British cybersecurity expert Kevin Beaumont, a leading critic of Recall since its announcement, celebrated the latest guarantees. “There are obviously going to be devils in the details – potentially big ones – but there’s some good elements here,” he wrote on social media. “Microsoft needs to commit to not trying to sneak users to enable it in the future, and it needs turning off by default in Group Policy and Intune for enterprise.” He also cautioned against enabling Recall anytime soon, saying “it’s not ready” for primetime.
No advance assurance from Microsoft can reliably answer how these features might yet be abused by attackers via technological means or trickery (see: Microsoft Tweaks Recall for Security).
Alexander Hagenah, formerly an executive at commercial surveillance firm FinFisher, last week released a proof-of-concept tool called “TotalRecall” to extract a Recall database from a Windows PC.

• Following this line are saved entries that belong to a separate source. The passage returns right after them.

//! Redirects back into the tree and source modifiers.

use std::sync::atomic::{AtomicBool, Ordering};
use std::sync::Arc;

use cmdtree_dispatch::{argument, literal, CommandError, Dispatcher};
use cmdtree_reader::{integer, ErrorKind, StringRange};

use crate::prelude::{arithmetic, syntax_error, Recorder};

#[yare::parameterized(
    one_hop          = { "add 5 run", 1, 6 },
    two_hops         = { "add 5 add 6 run", 2, 13 },
    plain_redirect   = { "blank run", 7, 7 },
    mixed            = { "blank add 3 blank run", 0, 3 },
    negative         = { "add -4 run", 1, -3 },
)]
fn modifiers_rewrite_the_source(input: &str, source: i32, expected: i32) {
    assert_eq!(arithmetic().execute_input(input, source).unwrap(), expected);
}

#[test]
fn child_context_starts_after_the_redirect() {
    let dispatcher = arithmetic();
    let input = "add 5 run";
    let parse = dispatcher.parse(input, 0);
    let top = parse.context();
    assert_eq!(top.range(), StringRange::between(0, 5));
    assert!(top.command().is_none());

    let child = top.child().unwrap();
    assert_eq!(child.range().get(input), "run");
    assert!(child.command().is_some());
    assert!(Arc::ptr_eq(child.root_node(), dispatcher.root()));
}

#[yare::parameterized(
    nothing_after      = { "add 5", 5 },
    only_trailing_space = { "add 5 ", 6 },
    redirect_to_root   = { "blank", 5 },
)]
fn dangling_redirect_is_unknown_command(input: &str, cursor: usize) {
    let err = syntax_error(&arithmetic(), input, 0);
    assert_eq!(err.kind(), &ErrorKind::UnknownCommand);
    assert_eq!(err.cursor(), Some(cursor));
}

#[test]
fn failed_modifier_propagates_and_notifies() {
    let (recorder, calls) = Recorder::new();
    let mut dispatcher = Dispatcher::<i32>::new().consumer(recorder);
    let root = Arc::clone(dispatcher.root());
    dispatcher
        .register(literal("deny").redirect_with(&root, |_| Err(CommandError::failed("denied"))))
        .unwrap();
    dispatcher
        .register(literal("run").executes(|ctx| Ok(*ctx.source())))
        .unwrap();

    let err = dispatcher.execute_input("deny run", 9).unwrap_err();
    assert_eq!(err, CommandError::failed("denied"));
    assert_eq!(*calls.lock(), vec![(9, false, 0)]);
}

#[test]
fn redirect_to_subtree_reuses_its_commands() {
    let mut dispatcher = Dispatcher::<i32>::new();
    let actual = dispatcher
        .register(literal("actual").then(literal("sub").executes(|_| Ok(42))))
        .unwrap();
    dispatcher.register(literal("alias").redirect(&actual)).unwrap();

    assert_eq!(dispatcher.execute_input("alias sub", 0).unwrap(), 42);
    assert_eq!(
        dispatcher.all_usage(dispatcher.root(), &0, false),
        ["actual sub", "alias -> actual"]
    );
}

#[yare::parameterized(
    redirect_first = { true },
    redirect_last  = { false },
)]
fn matched_redirect_stops_the_sibling_scan(redirect_first: bool) {
    let ran = Arc::new(AtomicBool::new(false));
    let flag = Arc::clone(&ran);
    let mut dispatcher = Dispatcher::<i32>::new();
    let root = Arc::clone(dispatcher.root());
    let via_redirect = argument("a", integer()).redirect(&root);
    let direct = argument("b", integer()).then(literal("x").executes(move |_| {
        flag.store(true, Ordering::SeqCst);
        Ok(1)
    }));
    let go = if redirect_first {
        literal("go").then(via_redirect).then(direct)
    } else {
        literal("go").then(direct).then(via_redirect)
    };
    dispatcher.register(go).unwrap();

    let err = syntax_error(&dispatcher, "go 5 x", 0);
    assert_eq!(err.kind(), &ErrorKind::UnknownArgument);
    assert_eq!(err.cursor(), Some(5));
    assert!(!ran.load(Ordering::SeqCst));
}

Hagenah, who’s now head of the offensive cybersecurity team at Swiss financial market infrastructure firm Six, said Microsoft’s fixes looked “great on paper,” at least, and should block his tool from working.
“My main concern,” Hagenah told Information Security Media Group on Friday, “is that they decided just in the past three to four days to implement everything and still aim for a June 18 release. That leaves them with about 11 days to thoroughly threat model, develop and test. It’s hard to imagine that this will result in a secure, high-quality outcome.”
Microsoft’s much-hyped new feature and deployment timeline appear set to debut with important enterprise and privacy questions left unanswered.
“To be frank, the way Recall has been rolled out by Microsoft and this rushed response to the concerns raised by various cybersecurity and privacy professionals flies in the face of the recent ‘prioritizing security above all else’ announcement by the Microsoft CEO Satya Nadella,” Honan told me.
The feature could also pose “huge headaches for organizations that have strict regulatory requirements to comply with,” for example, with the EU General Data Protection Regulation or Payment Card Industry’s Data Security Standards, he said. “Should Recall be enabled on a device, then what controls and compliance policies can the organization enforce regarding the securing, storing, deletion and retention of personal data, credit card information, and other sensitive data?”
Expect regulators to soon pose precise questions to Microsoft executives about the security and privacy protections they included by design – and “we can’t recall” won’t be an answer they’ll likely accept.